Certaines des décisions annoncées début juillet par le gouvernement de Mariano Rajoy n’ont pas encore été mises en œuvre
Solenn Poullennec

Alors que l’Espagne a du mal à se financer à bon compte sur les marchés et est en pleine restructuration de son secteur bancaire, la récession économique s’amplifie. La croissance du PIB du pays est ressortie à -0,4% au deuxième trimestre (sur trois mois), contre -0,3% lors des deux trimestres précédents. Le recul de l’activité devrait se prolonger en 2013 car le gouvernement a adopté des mesures d’austérité draconiennes pour atteindre les objectifs de déficit fixés par Bruxelles.

Le détail de l’évolution de l’activité n’est pas encore connu, mais pour les économistes il ne fait guère de doute que c’est le recul de la demande domestique qui a tiré le PIB vers le bas. «Nous nous attendons à une augmentation du rythme de contraction dans les trimestres à venir alors que les mesures d’austérité devraient se faire sentir avec plus d’acuité», assure Ricardo Santos, économiste chez BNP Paribas.

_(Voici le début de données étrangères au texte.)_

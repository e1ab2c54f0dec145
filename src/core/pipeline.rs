use crate::adapters::HttpFetcher;
use crate::core::identity::gen_id;
use crate::core::parse::{normalise, parse_csv};
use crate::core::scrape::find_csv_location;
use crate::core::state::{decode_state, encode_state, ids_changed, seed_from_feed, update_state};
use crate::core::{ConfigProvider, Exposure, FeedUpdate, Pipeline, Storage};
use crate::domain::model::FeedState;
use crate::domain::region::gen_region;
use crate::feed::{gen_feed, record_summary, summarise_feed, ChannelMeta};
use crate::utils::error::{FeedError, Result};
use chrono::{DateTime, Utc};
use regex::Regex;
use std::path::Path;
use std::sync::Arc;

pub type Clock = Arc<dyn Fn() -> DateTime<Utc> + Send + Sync>;

/// Scrape → parse → diff → publish, for the exposure CSV.
pub struct ExposurePipeline<S: Storage, C: ConfigProvider> {
    storage: S,
    config: C,
    fetcher: HttpFetcher,
    csv_pattern: Regex,
    clock: Clock,
}

impl<S: Storage, C: ConfigProvider> ExposurePipeline<S, C> {
    pub fn new(storage: S, config: C) -> Result<Self> {
        let fetcher = HttpFetcher::new(
            config.request_timeout(),
            config.retry_attempts(),
            config.retry_delay(),
        )?;
        let csv_pattern =
            Regex::new(config.csv_pattern()).map_err(|e| FeedError::InvalidConfigValueError {
                field: "source.csv_pattern".to_string(),
                value: config.csv_pattern().to_string(),
                reason: e.to_string(),
            })?;

        Ok(Self {
            storage,
            config,
            fetcher,
            csv_pattern,
            clock: Arc::new(Utc::now),
        })
    }

    /// 測試時固定時間
    pub fn with_clock(mut self, clock: Clock) -> Self {
        self.clock = clock;
        self
    }

    fn output_file(&self, name: &str) -> String {
        Path::new(self.config.output_path())
            .join(name)
            .to_string_lossy()
            .into_owned()
    }

    /// state.json first; otherwise seed from a previously published feed.
    async fn load_state(&self) -> Result<FeedState> {
        let state_file = self.config.state_file();
        if self.storage.exists(state_file).await {
            let data = self.storage.read_file(state_file).await?;
            return decode_state(state_file, &data);
        }

        let feed_file = self.config.feed_file();
        if self.storage.exists(feed_file).await {
            tracing::info!("No {} found, seeding from existing {}", state_file, feed_file);
            let data = self.storage.read_file(feed_file).await?;
            return seed_from_feed(&data);
        }

        tracing::info!("No previous state, starting fresh");
        Ok(FeedState::default())
    }
}

#[async_trait::async_trait]
impl<S: Storage, C: ConfigProvider> Pipeline for ExposurePipeline<S, C> {
    async fn extract(&self) -> Result<Vec<Exposure>> {
        let page_url = self.config.source_url();
        let html = self.fetcher.get_text(page_url).await?;

        let csv_location = find_csv_location(&html, &self.csv_pattern).ok_or_else(|| {
            FeedError::CsvLocationNotFound {
                page: page_url.to_string(),
            }
        })?;
        tracing::info!("Found CSV location at: {}", csv_location);

        let csv_data = self.fetcher.get_text(&csv_location).await?;
        tracing::info!("Loaded CSV ({} bytes)", csv_data.len());

        let exposures = parse_csv(&csv_data)?;
        tracing::info!("Found {} locations", exposures.len());
        Ok(exposures)
    }

    async fn transform(&self, mut data: Vec<Exposure>) -> Result<FeedUpdate> {
        normalise(&mut data);
        gen_region(&mut data);
        gen_id(&mut data);

        let now = (self.clock)();
        let mut state = self.load_state().await?;
        let before = state.clone();

        let new_exposures = update_state(&mut state, data, now);
        let changed = ids_changed(&before, &state);
        if let Some(summary) =
            record_summary(&mut state, &new_exposures, now, self.config.summary_retention())
        {
            tracing::info!("{}", summary.title);
        }

        Ok(FeedUpdate {
            state,
            new_exposures,
            changed,
            generated_at: now,
        })
    }

    async fn load(&self, update: FeedUpdate) -> Result<Vec<String>> {
        if !update.changed && !self.config.force() {
            tracing::info!("Contents unchanged, doing nothing");
            return Ok(Vec::new());
        }
        if update.changed {
            tracing::info!("Contents changed, regenerating feed");
        } else {
            tracing::info!("Forced regeneration");
        }

        let link = self.config.source_url();
        let items_xml = gen_feed(
            &update.state,
            ChannelMeta {
                title: self.config.feed_title(),
                link,
                description: self.config.feed_description(),
            },
            update.generated_at,
        )?;
        let summary_xml = summarise_feed(
            &update.state,
            ChannelMeta {
                title: self.config.summary_title(),
                link,
                description: self.config.feed_description(),
            },
            update.generated_at,
        )?;
        let state_json = encode_state(&update.state)?;

        let outputs = [
            (self.config.feed_file(), items_xml.into_bytes()),
            (self.config.summary_file(), summary_xml.into_bytes()),
            // state 最後寫入，前面失敗時下次仍會重新產生
            (self.config.state_file(), state_json),
        ];

        let mut written = Vec::with_capacity(outputs.len());
        for (name, data) in outputs {
            tracing::debug!("Writing {} ({} bytes)", name, data.len());
            self.storage.write_file(name, &data).await?;
            written.push(self.output_file(name));
        }
        Ok(written)
    }
}
use crate::domain::ports::Storage;
use crate::utils::error::Result;
use std::path::PathBuf;

/// Files under a base directory, normally the published branch worktree.
#[derive(Debug, Clone)]
pub struct LocalStorage {
    base_path: PathBuf,
}

impl LocalStorage {
    pub fn new(base_path: impl Into<PathBuf>) -> Self {
        Self {
            base_path: base_path.into(),
        }
    }

    pub fn full_path(&self, path: &str) -> PathBuf {
        self.base_path.join(path)
    }
}

impl Storage for LocalStorage {
    async fn read_file(&self, path: &str) -> Result<Vec<u8>> {
        Ok(tokio::fs::read(self.full_path(path)).await?)
    }

    async fn write_file(&self, path: &str, data: &[u8]) -> Result<()> {
        let full_path = self.full_path(path);

        if let Some(parent) = full_path.parent() {
            tokio::fs::create_dir_all(parent).await?;
        }

        // 先寫暫存檔再改名，避免部署時讀到寫一半的檔案
        let tmp_path = full_path.with_extension("tmp");
        tokio::fs::write(&tmp_path, data).await?;
        tokio::fs::rename(&tmp_path, &full_path).await?;
        Ok(())
    }

    async fn exists(&self, path: &str) -> bool {
        tokio::fs::try_exists(self.full_path(path))
            .await
            .unwrap_or(false)
    }
}
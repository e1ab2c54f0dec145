use thiserror::Error;

#[derive(Error, Debug)]
pub enum FeedError {
    #[error("HTTP request failed: {0}")]
    HttpError(#[from] reqwest::Error),

    #[error("HTTP {status} from {url}")]
    HttpStatusError { url: String, status: u16 },

    #[error("CSV processing error: {0}")]
    CsvError(#[from] csv::Error),

    #[error("IO error: {0}")]
    IoError(#[from] std::io::Error),

    #[error("Serialization error: {0}")]
    SerializationError(#[from] serde_json::Error),

    #[error("RSS error: {0}")]
    RssError(#[from] rss::Error),

    #[error("RSS validation failed: {0}")]
    RssValidationError(#[from] rss::validation::ValidationError),

    #[error("No CSV link found on {page}")]
    CsvLocationNotFound { page: String },

    #[error("CSV schema changed (missing: [{missing}], unexpected: [{unexpected}])")]
    SchemaChanged { missing: String, unexpected: String },

    #[error("State file {path} is corrupt: {message}")]
    CorruptState { path: String, message: String },

    #[error("Configuration error in '{field}': {message}")]
    ConfigValidationError { field: String, message: String },

    #[error("Invalid value '{value}' for '{field}': {reason}")]
    InvalidConfigValueError {
        field: String,
        value: String,
        reason: String,
    },

    #[error("Data processing error: {message}")]
    ProcessingError { message: String },
}

#[derive(Debug, Clone, Copy, PartialEq, Eq)]
pub enum ErrorCategory {
    Network,
    Source,
    Storage,
    Configuration,
    Processing,
}

#[derive(Debug, Clone, Copy, PartialEq, Eq, PartialOrd, Ord)]
pub enum ErrorSeverity {
    Medium,
    High,
    Critical,
}

impl FeedError {
    pub fn category(&self) -> ErrorCategory {
        match self {
            FeedError::HttpError(_) | FeedError::HttpStatusError { .. } => ErrorCategory::Network,
            FeedError::CsvError(_)
            | FeedError::CsvLocationNotFound { .. }
            | FeedError::SchemaChanged { .. } => ErrorCategory::Source,
            FeedError::IoError(_) | FeedError::CorruptState { .. } => ErrorCategory::Storage,
            FeedError::ConfigValidationError { .. } | FeedError::InvalidConfigValueError { .. } => {
                ErrorCategory::Configuration
            }
            FeedError::SerializationError(_)
            | FeedError::RssError(_)
            | FeedError::RssValidationError(_)
            | FeedError::ProcessingError { .. } => ErrorCategory::Processing,
        }
    }

    pub fn severity(&self) -> ErrorSeverity {
        match self {
            FeedError::HttpError(e) if e.is_connect() || e.is_timeout() || e.is_request() || e.is_body() => {
                ErrorSeverity::Medium
            }
            FeedError::HttpError(_) => ErrorSeverity::High,
            FeedError::HttpStatusError { status, .. } if *status >= 500 => ErrorSeverity::Medium,
            FeedError::HttpStatusError { .. } => ErrorSeverity::High,
            FeedError::CsvError(_)
            | FeedError::CsvLocationNotFound { .. }
            | FeedError::SchemaChanged { .. }
            | FeedError::SerializationError(_)
            | FeedError::RssError(_)
            | FeedError::RssValidationError(_)
            | FeedError::ProcessingError { .. } => ErrorSeverity::High,
            FeedError::IoError(_)
            | FeedError::CorruptState { .. }
            | FeedError::ConfigValidationError { .. }
            | FeedError::InvalidConfigValueError { .. } => ErrorSeverity::Critical,
        }
    }

    /// 網路錯誤與 5xx 可以重試
    pub fn is_retryable(&self) -> bool {
        self.severity() == ErrorSeverity::Medium
    }

    /// 根據錯誤嚴重程度決定退出碼
    pub fn exit_code(&self) -> i32 {
        match self.severity() {
            ErrorSeverity::Medium => 2,
            ErrorSeverity::High => 1,
            ErrorSeverity::Critical => 3,
        }
    }

    pub fn recovery_suggestion(&self) -> &'static str {
        match self.category() {
            ErrorCategory::Network => "Check connectivity to the source site; the next scheduled run will retry",
            ErrorCategory::Source => {
                "The publisher may have changed the page or CSV layout; inspect the source and update the configuration"
            }
            ErrorCategory::Storage => {
                "Check permissions on the output directory, or remove the corrupt state file to rebuild it"
            }
            ErrorCategory::Configuration => "Fix the configuration value named in the error",
            ErrorCategory::Processing => "Re-run with --verbose and inspect the offending rows",
        }
    }

    pub fn user_friendly_message(&self) -> String {
        match self {
            FeedError::CsvLocationNotFound { .. } => {
                "Could not find the exposure CSV link on the source page".to_string()
            }
            FeedError::SchemaChanged { .. } => {
                format!("The exposure CSV columns changed, feed left untouched ({})", self)
            }
            FeedError::HttpError(_) | FeedError::HttpStatusError { .. } => {
                format!("Could not download exposure data: {}", self)
            }
            _ => self.to_string(),
        }
    }
}

pub type Result<T> = std::result::Result<T, FeedError>;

Ainsi, l’augmentation de la TVA, de 18% à 21% pour le taux standard et de 8 à 10% pour le taux réduit ne prendra effet qu’en septembre prochain. Et ce n’est qu’une des nombreuses mesures adoptées début juillet qui représentent un effort de 2% du PIB pour la période 2012-2014. Le gouvernement de Mariano Rajoy a aussi suspendu cette année la prime de décembre des fonctionnaires, qui représente presque un mois de salaire, et baissé l’indemnisation chômage après six mois de 60% à 50% du salaire. Le taux de chômage est passé à 24,6% au second trimestre et il est supérieur à 50% pour les jeunes.

Selon le rapport du Fonds monétaire international sur le pays, publié le 27 juillet, la croissance devrait reculer de 1,7% cette année. Mesures d’austérité et restructuration des banques aidant, elle devrait aussi baisser de 1,2% en 2013, soit deux fois plus que prévu il y a encore un mois. Le fonds estime cependant que les mesures prises par le gouvernement, notamment la réforme du marché du travail, vont dans la bonne direction.

Le Conseil européen a donné un an de plus au pays pour ramener son déficit en dessous des 3%, à 2,8% en 2014. Le déficit est censé être de 6,3% cette année et de 4,5% en 2013. Le FMI estime qu’après avoir laissé largement déraper son déficit, faute de maîtriser les finances de ses régions autonomes en 2011, l’Espagne devrait respecter ses engagements budgétaires en 2012 et 2013. En revanche, elle risque d’avoir encore à se serrer la ceinture en 2014.